ADR-001: JAX vs NumPy Computation Backend

Status: ACCEPTED Date: 2026-04-06 Deciders: Architecture Team Supersedes: None

Context

pyXRayLabTool v0.3.0 performs all X-ray optical property calculations using NumPy arrays with SciPy for interpolation. The computation pipeline is:

parse_formula -> load_scattering_data -> PchipInterpolator(energy)
  -> calculate_scattering_factors (einsum/broadcast)
  -> calculate_derived_quantities (sqrt, exp, division)
  -> XRayResult

Current performance characteristics observed in the codebase:

  • calculate_scattering_factors() dominates runtime for energy sweeps (>100 points)
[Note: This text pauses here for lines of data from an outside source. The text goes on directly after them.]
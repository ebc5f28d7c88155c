//! Chat 2 log loader.
//!
//! The Chat 2 plugin exports a JSON array with one object per chat line:
//!
//! ```json
//! [
//!   {
//!     "OwnerId": "Alice Example",
//!     "SenderName": "Alice Example",
//!     "Message": "She pushes the door open...",
//!     "DateSent": "2024-03-01T20:00:00+00:00"
//!   }
//! ]
//! ```
//!
//! Unknown fields are ignored.

use std::fs;
use std::path::Path;

use serde::Deserialize;

use super::{LogRecord, build_log, parse_timestamp};
use crate::config::DEFAULT_MIN_MESSAGE_LENGTH;
use crate::error::{Result, RpError};
use crate::parser::{LoadedLog, LogFormat, LogSource};

const FORMAT_NAME: &str = "Chat2 JSON";

/// Loader for Chat 2 JSON logs.
#[derive(Debug, Clone)]
pub struct Chat2Loader {
    min_message_length: usize,
}

impl Chat2Loader {
    /// Creates a loader dropping entries shorter than `min_message_length`
    /// characters.
    pub fn new(min_message_length: usize) -> Self {
        Self { min_message_length }
    }
}

impl Default for Chat2Loader {
    fn default() -> Self {
        Self::new(DEFAULT_MIN_MESSAGE_LENGTH)
    }
}

#[derive(Debug, Deserialize)]
#[serde(rename_all = "PascalCase")]
struct Chat2Entry {
    #[serde(default)]
    owner_id: Option<String>,
    sender_name: String,
    #[serde(default)]
    message: String,
    date_sent: String,
}

impl LogSource for Chat2Loader {
    fn name(&self) -> &'static str {
        "Chat2"
    }

    fn format(&self) -> LogFormat {
        LogFormat::Chat2
    }

    fn load(&self, path: &Path) -> Result<LoadedLog> {
        let content = fs::read_to_string(path)?;
        let entries: Vec<Chat2Entry> = serde_json::from_str(&content)
            .map_err(|e| RpError::chat2_parse(e, Some(path.to_path_buf())))?;
        self.build(entries)
    }

    fn load_str(&self, content: &str) -> Result<LoadedLog> {
        let entries: Vec<Chat2Entry> =
            serde_json::from_str(content).map_err(|e| RpError::chat2_parse(e, None))?;
        self.build(entries)
    }
}

impl Chat2Loader {
    fn build(&self, entries: Vec<Chat2Entry>) -> Result<LoadedLog> {
        let owner = entries.first().and_then(|e| e.owner_id.clone());
        let records = entries
            .into_iter()
            .map(|entry| LogRecord {
                sent_at: parse_timestamp(&entry.date_sent),
                author: entry.sender_name,
                body: entry.message,
            })
            .collect();

        build_log(FORMAT_NAME, owner, records, self.min_message_length)
    }
}
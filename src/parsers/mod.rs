//! Chat log loaders.
//!
//! Each loader implements [`LogSource`](crate::parser::LogSource).
//!
//! # Available Loaders
//!
//! - [`Chat2Loader`] - Chat 2 plugin JSON logs
//! - [`DiscordLoader`] - DiscordChatExporter JSON exports

mod chat2;
mod discord;

pub use chat2::Chat2Loader;
pub use discord::DiscordLoader;

use chrono::{DateTime, Utc};
use tracing::{debug, info};

use crate::core::markup::decode_unicode_escapes;
use crate::core::models::Session;
use crate::error::{ParseErrorKind, Result, RpError};
use crate::message::RawMessage;
use crate::parser::LoadedLog;

/// One log entry before validation.
#[derive(Debug, Clone)]
pub(crate) struct LogRecord {
    pub author: String,
    pub body: String,
    /// `None` when the timestamp could not be read.
    pub sent_at: Option<DateTime<Utc>>,
}

/// Parses an RFC 3339 timestamp into UTC.
pub(crate) fn parse_timestamp(value: &str) -> Option<DateTime<Utc>> {
    DateTime::parse_from_rfc3339(value.trim())
        .or_else(|_| DateTime::parse_from_str(value.trim(), "%Y-%m-%dT%H:%M:%S%.f%z"))
        .ok()
        .map(|dt| dt.to_utc())
}

/// Builds a [`LoadedLog`] from raw records.
///
/// Session bounds come from the earliest and latest readable timestamps,
/// before short entries are dropped. Bodies have their unicode escapes decoded
/// before their length is checked.
pub(crate) fn build_log(
    format: &'static str,
    owner: Option<String>,
    records: Vec<LogRecord>,
    min_message_length: usize,
) -> Result<LoadedLog> {
    if records.is_empty() {
        return Err(RpError::invalid_format(format, "log contains no messages"));
    }

    let mut participants: Vec<String> = Vec::new();
    for record in &records {
        if !participants.contains(&record.author) {
            participants.push(record.author.clone());
        }
    }

    let timestamps: Vec<DateTime<Utc>> = records.iter().filter_map(|r| r.sent_at).collect();
    let (Some(&start), Some(&end)) = (timestamps.iter().min(), timestamps.iter().max()) else {
        return Err(RpError::Parse {
            format,
            source: ParseErrorKind::Timestamp("no entry has a readable timestamp".to_string()),
            path: None,
        });
    };

    let total = records.len();
    let mut skipped_short = 0;
    let mut skipped_time = 0;
    let mut messages = Vec::with_capacity(total);
    for record in records {
        let Some(sent_at) = record.sent_at else {
            skipped_time += 1;
            continue;
        };
        let body = decode_unicode_escapes(&record.body);
        if body.chars().count() < min_message_length {
            skipped_short += 1;
            continue;
        }
        messages.push(RawMessage::new(record.author, body, sent_at));
    }
    messages.sort_by_key(|m| m.sent_at);

    if skipped_time > 0 {
        debug!(count = skipped_time, "skipped entries with unreadable timestamps");
    }
    info!(
        format,
        entries = total,
        kept = messages.len(),
        skipped_short,
        participants = participants.len(),
        "log loaded"
    );

    let owner = owner.unwrap_or_else(|| participants[0].clone());
    Ok(LoadedLog {
        session: Session {
            owner,
            participants,
            start,
            end,
        },
        messages,
        skipped: skipped_short + skipped_time,
    })
}
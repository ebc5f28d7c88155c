//! Output format writers.
//!
//! This module provides writers for different output formats:
//! - [`HtmlWriter`] - the formatted transcript, rendered into an HTML template
//! - [`write_json`] / [`to_json`] - JSON array of messages
//! - [`write_jsonl`] / [`to_jsonl`] - JSON Lines (one message per line)
//! - [`write_csv`] / [`to_csv`] - CSV with semicolon delimiter - requires `csv-output` feature
//!
//! The structured formats share one record per message, [`TranscriptMessage`].
//!
//! # Example
//!
//! ```rust,no_run
//! # fn main() -> rpformat::Result<()> {
//! use rpformat::core::output::{HtmlWriter, write_json};
//! use rpformat::core::pipeline::Pipeline;
//! use rpformat::parser::LogFormat;
//!
//! let output = Pipeline::default().process_file("session.json".as_ref(), LogFormat::Chat2)?;
//!
//! HtmlWriter::new().write(&output.transcript, &[], "session.html")?;
//! write_json(&output.transcript, "session.out.json")?;
//! # Ok(())
//! # }
//! ```

#[cfg(feature = "csv-output")]
mod csv_writer;
mod html_writer;
mod json_writer;
mod jsonl_writer;

#[cfg(feature = "csv-output")]
pub use csv_writer::{to_csv, write_csv};
pub use html_writer::{DEFAULT_TEMPLATE, HtmlWriter, TEMPLATE_TAGS};
pub use json_writer::{to_json, write_json};
pub use jsonl_writer::{to_jsonl, write_jsonl};

use serde::Serialize;

use crate::message::{LogicalMessage, MergeStatus, format_hh_mm};

/// One message as written by the structured formats.
#[derive(Debug, Clone, PartialEq, Eq, Serialize)]
pub struct TranscriptMessage {
    pub id: u64,
    pub author: String,
    pub body: String,
    pub word_count: usize,
    pub datetime: String,
    pub into_session: String,
    pub merge_status: MergeStatus,
    pub out_of_character: bool,
    pub emphasis: bool,
    /// Silence before this message, `HH:MM`, when one was flagged.
    #[serde(skip_serializing_if = "Option::is_none")]
    pub gap_before: Option<String>,
}

impl From<&LogicalMessage> for TranscriptMessage {
    fn from(msg: &LogicalMessage) -> Self {
        Self {
            id: msg.id,
            author: msg.author.clone(),
            body: msg.body.clone(),
            word_count: msg.word_count,
            datetime: msg.datetime.clone(),
            into_session: msg.into_session.clone(),
            merge_status: msg.merge_status,
            out_of_character: msg.is_out_of_character,
            emphasis: msg.has_emphasis,
            gap_before: msg.gap_after.map(format_hh_mm),
        }
    }
}
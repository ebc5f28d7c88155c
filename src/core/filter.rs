//! Dropping out-of-character asides.
//!
//! # Example
//!
//! ```
//! use chrono::{TimeZone, Utc};
//! use rpformat::core::filter::remove_out_of_character;
//! use rpformat::{LogicalMessage, RawMessage};
//!
//! let t = Utc.with_ymd_and_hms(2024, 3, 1, 20, 0, 0).unwrap();
//! let mut aside = LogicalMessage::from_raw(1, &RawMessage::new("Bob", "(brb, pizza)", t), t);
//! aside.is_out_of_character = true;
//! let line = LogicalMessage::from_raw(2, &RawMessage::new("Alice", "She waits.", t), t);
//!
//! let (kept, removed) = remove_out_of_character(vec![aside, line]);
//! assert_eq!(removed, 1);
//! assert_eq!(kept[0].id, 2);
//! ```

use tracing::debug;

use crate::message::LogicalMessage;

/// Removes messages flagged out-of-character.
///
/// Order and ids of the remaining messages are preserved. Returns the kept
/// messages and how many were removed.
pub fn remove_out_of_character(messages: Vec<LogicalMessage>) -> (Vec<LogicalMessage>, usize) {
    let before = messages.len();
    let kept: Vec<LogicalMessage> = messages
        .into_iter()
        .filter(|m| {
            if m.is_out_of_character {
                debug!(message_id = m.id, author = %m.author, "removing OOC message");
            }
            !m.is_out_of_character
        })
        .collect();

    let removed = before - kept.len();
    (kept, removed)
}
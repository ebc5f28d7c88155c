//! Core reconstruction logic.
//!
//! This module contains:
//! - [`classifier`] - marker predicates over message bodies
//! - [`merger`] - stitching split messages back together
//! - [`filter`] - dropping out-of-character asides
//! - [`gaps`] - finding and squashing abnormal silences
//! - [`images`] - attaching screenshots to messages
//! - [`markup`] - text transforms used by loaders and the HTML writer
//! - [`models`] - session, transcript and image types
//! - [`pipeline`] - all of the above, in order
//! - [`output`] - HTML, JSON, JSONL and CSV writers
//!
//! # Quick Start
//!
//! ```rust
//! use rpformat::core::{Pipeline, PipelineConfig};
//!
//! let pipeline = Pipeline::new(PipelineConfig::new().with_squash_time_gaps(false));
//! assert!(!pipeline.config().squash_time_gaps);
//! ```

pub mod classifier;
pub mod filter;
pub mod gaps;
pub mod images;
pub mod markup;
pub mod merger;
pub mod models;
pub mod output;
pub mod pipeline;

pub use crate::config::PipelineConfig;
pub use classifier::{Classification, Classifier};
pub use filter::remove_out_of_character;
pub use gaps::{GapAnalysis, detect_gaps, process_gaps, squash_gaps};
pub use images::{ImageCorrelation, ImageStats, correlate_images, discover_images, encode_images};
pub use merger::{MergeOutcome, classify_messages, combine_messages};
pub use models::{Gap, ImageDescriptor, RelatedImage, Session, Transcript};
pub use pipeline::{Pipeline, PipelineOutput, ProcessingStats};
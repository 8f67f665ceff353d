//! Canned modules built against the bare host ABI.
//!
//! Each module imports exactly what the real compiler emits: linear memory,
//! the mutable stack-pointer global, the indirect call table, and `puti`.

use vire_core::abi;
use wasm_encoder::{
    CodeSection, EntityType, ExportKind, ExportSection, Function, FunctionSection, GlobalType,
    ImportSection, Instruction, MemArg, MemoryType, Module, RefType, TableType, TypeSection,
    ValType,
};

fn abi_imports(imports: &mut ImportSection) {
    // puti: type index 0
    imports.import(abi::IMPORT_MODULE, abi::PRINT_INT, EntityType::Function(0));
    imports.import(
        abi::IMPORT_MODULE,
        abi::LINEAR_MEMORY,
        EntityType::Memory(MemoryType {
            minimum: u64::from(abi::DEFAULT_MEMORY_PAGES),
            maximum: Some(u64::from(abi::DEFAULT_MEMORY_PAGES)),
            memory64: false,
            shared: false,
        }),
    );
    imports.import(
        abi::IMPORT_MODULE,
        abi::STACK_POINTER,
        EntityType::Global(GlobalType {
            val_type: ValType::I32,
            mutable: true,
        }),
    );
    imports.import(
        abi::IMPORT_MODULE,
        abi::INDIRECT_TABLE,
        EntityType::Table(TableType {
            element_type: RefType::FUNCREF,
            minimum: abi::DEFAULT_TABLE_INITIAL,
            maximum: None,
        }),
    );
}

fn finish(body: Function) -> Vec<u8> {
    let mut module = Module::new();

    let mut types = TypeSection::new();
    // puti: (i32) -> i32
    types.function([ValType::I32], [ValType::I32]);
    // main: () -> ()
    types.function([], []);
    module.section(&types);

    let mut imports = ImportSection::new();
    abi_imports(&mut imports);
    module.section(&imports);

    let mut functions = FunctionSection::new();
    functions.function(1);
    module.section(&functions);

    let mut exports = ExportSection::new();
    // Function index 0 is the imported puti; main is index 1.
    exports.export(abi::ENTRY_POINT, ExportKind::Func, 1);
    module.section(&exports);

    let mut code = CodeSection::new();
    code.function(&body);
    module.section(&code);

    module.finish()
}

/// A module whose `main` calls `puti(value)` once and returns.
pub fn print_module(value: i32) -> Vec<u8> {
    let mut body = Function::new(vec![]);
    body.instruction(&Instruction::I32Const(value));
    body.instruction(&Instruction::Call(0));
    body.instruction(&Instruction::Drop);
    body.instruction(&Instruction::End);
    finish(body)
}

/// A module whose `main` increments linear-memory cell 0 and prints it.
///
/// Against a fresh environment this always prints 1; a reused or shared
/// memory would print higher, which is what the isolation tests look for.
pub fn counter_module() -> Vec<u8> {
    let memarg = MemArg {
        offset: 0,
        align: 2,
        memory_index: 0,
    };
    let mut body = Function::new(vec![]);
    body.instruction(&Instruction::I32Const(0));
    body.instruction(&Instruction::I32Const(0));
    body.instruction(&Instruction::I32Load(memarg));
    body.instruction(&Instruction::I32Const(1));
    body.instruction(&Instruction::I32Add);
    body.instruction(&Instruction::I32Store(memarg));
    body.instruction(&Instruction::I32Const(0));
    body.instruction(&Instruction::I32Load(memarg));
    body.instruction(&Instruction::Call(0));
    body.instruction(&Instruction::Drop);
    body.instruction(&Instruction::End);
    finish(body)
}
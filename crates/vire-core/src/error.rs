//! Error types for the host runtime.

use crate::stage::Stage;
use thiserror::Error;

pub type Result<T> = std::result::Result<T, Error>;

#[derive(Error, Debug)]
pub enum Error {
    #[error("backend initialization failed: {0}")]
    BackendInit(String),

    #[error("{attempted} attempted before {required} succeeded")]
    StageOrder { attempted: Stage, required: Stage },

    #[error("{0} stage failed")]
    StageFailed(Stage),

    #[error("module has not been compiled")]
    NotCompiled,

    #[error("module byte sequence is empty")]
    EmptyModule,

    #[error("unresolved import: {module}::{name}")]
    UnresolvedImport { module: String, name: String },

    #[error("missing entry point: {0}")]
    MissingEntryPoint(String),

    #[error("WASM error: {0}")]
    Wasm(String),
}
//! Module instantiation and entry-point invocation.

use crate::environment::ImportEnvironment;
use crate::host_calls::HostCall;
use vire_core::{Error, Result};
use wasmtime::Module;

/// Side-effect record of one execution: every host call, in order.
#[derive(Debug, Clone, PartialEq, Eq)]
pub struct ExecutionResult {
    pub calls: Vec<HostCall>,
}

impl ExecutionResult {
    /// Arguments of every recorded call to `symbol`, flattened in order.
    pub fn args_for(&self, symbol: &str) -> Vec<i32> {
        self.calls
            .iter()
            .filter(|call| call.symbol == symbol)
            .flat_map(|call| call.args.iter().copied())
            .collect()
    }
}

/// Instantiate `bytes` against `env` and invoke the `entry` export.
///
/// Import resolution is checked before instantiation so a mismatch between
/// the compiled module and the environment fails deterministically with the
/// offending import's name, never after a partial run. A resolution or
/// instantiation failure performs zero entry-point invocations.
pub fn instantiate_and_run(
    mut env: ImportEnvironment,
    bytes: &[u8],
    entry: &str,
) -> Result<ExecutionResult> {
    if bytes.is_empty() {
        return Err(Error::EmptyModule);
    }

    let engine = env.store.engine().clone();
    let module = Module::new(&engine, bytes)
        .map_err(|e| Error::Wasm(format!("failed to compile module: {e}")))?;

    for import in module.imports() {
        if env
            .linker
            .get(&mut env.store, import.module(), import.name())
            .is_none()
        {
            return Err(Error::UnresolvedImport {
                module: import.module().to_string(),
                name: import.name().to_string(),
            });
        }
    }

    let instance = env
        .linker
        .instantiate(&mut env.store, &module)
        .map_err(|e| Error::Wasm(format!("failed to instantiate: {e}")))?;

    let entry_func = instance
        .get_func(&mut env.store, entry)
        .ok_or_else(|| Error::MissingEntryPoint(entry.to_string()))?;
    let entry_func = entry_func
        .typed::<(), ()>(&env.store)
        .map_err(|e| Error::Wasm(format!("entry point {entry} has wrong signature: {e}")))?;

    tracing::info!(entry, "invoking entry point");
    entry_func
        .call(&mut env.store, ())
        .map_err(|e| Error::Wasm(format!("entry point trapped: {e}")))?;

    let calls = env.store.data().take();
    tracing::debug!(host_calls = calls.len(), "execution finished");
    Ok(ExecutionResult { calls })
}

#[cfg(test)]
mod tests {
    use super::*;
    use vire_core::{abi, EnvConfig};
    use vire_testutil::{counter_module, print_module};
    use wasmtime::Engine;

    fn run(
        config: &EnvConfig,
        bytes: &[u8],
        entry: &str,
    ) -> (Result<ExecutionResult>, crate::CallLog) {
        let engine = Engine::default();
        let env = ImportEnvironment::build(&engine, config).unwrap();
        let log = env.call_log();
        (instantiate_and_run(env, bytes, entry), log)
    }

    #[test]
    fn test_print_module_records_single_call() {
        let (result, _) = run(&EnvConfig::default(), &print_module(10), abi::ENTRY_POINT);
        let result = result.unwrap();
        assert_eq!(
            result.calls,
            vec![HostCall {
                symbol: "puti".to_string(),
                args: vec![10],
            }]
        );
        assert_eq!(result.args_for("puti"), vec![10]);
    }

    #[test]
    fn test_empty_bytes() {
        let (result, _) = run(&EnvConfig::default(), &[], abi::ENTRY_POINT);
        assert!(matches!(result, Err(Error::EmptyModule)));
    }

    #[test]
    fn test_unresolved_import_invokes_nothing() {
        let config = EnvConfig {
            host_functions: Vec::new(),
            ..EnvConfig::default()
        };
        let (result, log) = run(&config, &print_module(10), abi::ENTRY_POINT);
        match result {
            Err(Error::UnresolvedImport { module, name }) => {
                assert_eq!(module, "env");
                assert_eq!(name, "puti");
            }
            other => panic!("expected UnresolvedImport, got {other:?}"),
        }
        assert!(log.is_empty());
    }

    #[test]
    fn test_missing_entry_point() {
        let (result, log) = run(&EnvConfig::default(), &print_module(10), "start");
        assert!(matches!(result, Err(Error::MissingEntryPoint(name)) if name == "start"));
        assert!(log.is_empty());
    }

    #[test]
    fn test_environment_isolation_across_executions() {
        let engine = Engine::default();
        let bytes = counter_module();

        for _ in 0..2 {
            let env = ImportEnvironment::build(&engine, &EnvConfig::default()).unwrap();
            let result = instantiate_and_run(env, &bytes, abi::ENTRY_POINT).unwrap();
            // A fresh environment always sees a zeroed memory cell.
            assert_eq!(result.args_for("puti"), vec![1]);
        }
    }
}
  • The inner loop iterates over elements, calling interpolators and accumulating weighted sums

  • optimization/vectorized_core.py already restructures this as matrix ops (np.einsum)

  • optimization/optimized_core.py provides monkey-patching for data loading (2-3x faster I/O)

  • Manual SIMD heuristics in vectorized_core.py (AVX detection, threshold tuning) indicate the team has hit the ceiling of what NumPy can do

What JAX offers for this workload:

  1. JIT compilation: Fuses the entire scattering_factors + derived_quantities pipeline into a single XLA program. Eliminates Python dispatch overhead and intermediate array allocations.

  2. vmap: Replaces the explicit for-loop over materials in compute_multiple() and batch_processing.py with automatic vectorization.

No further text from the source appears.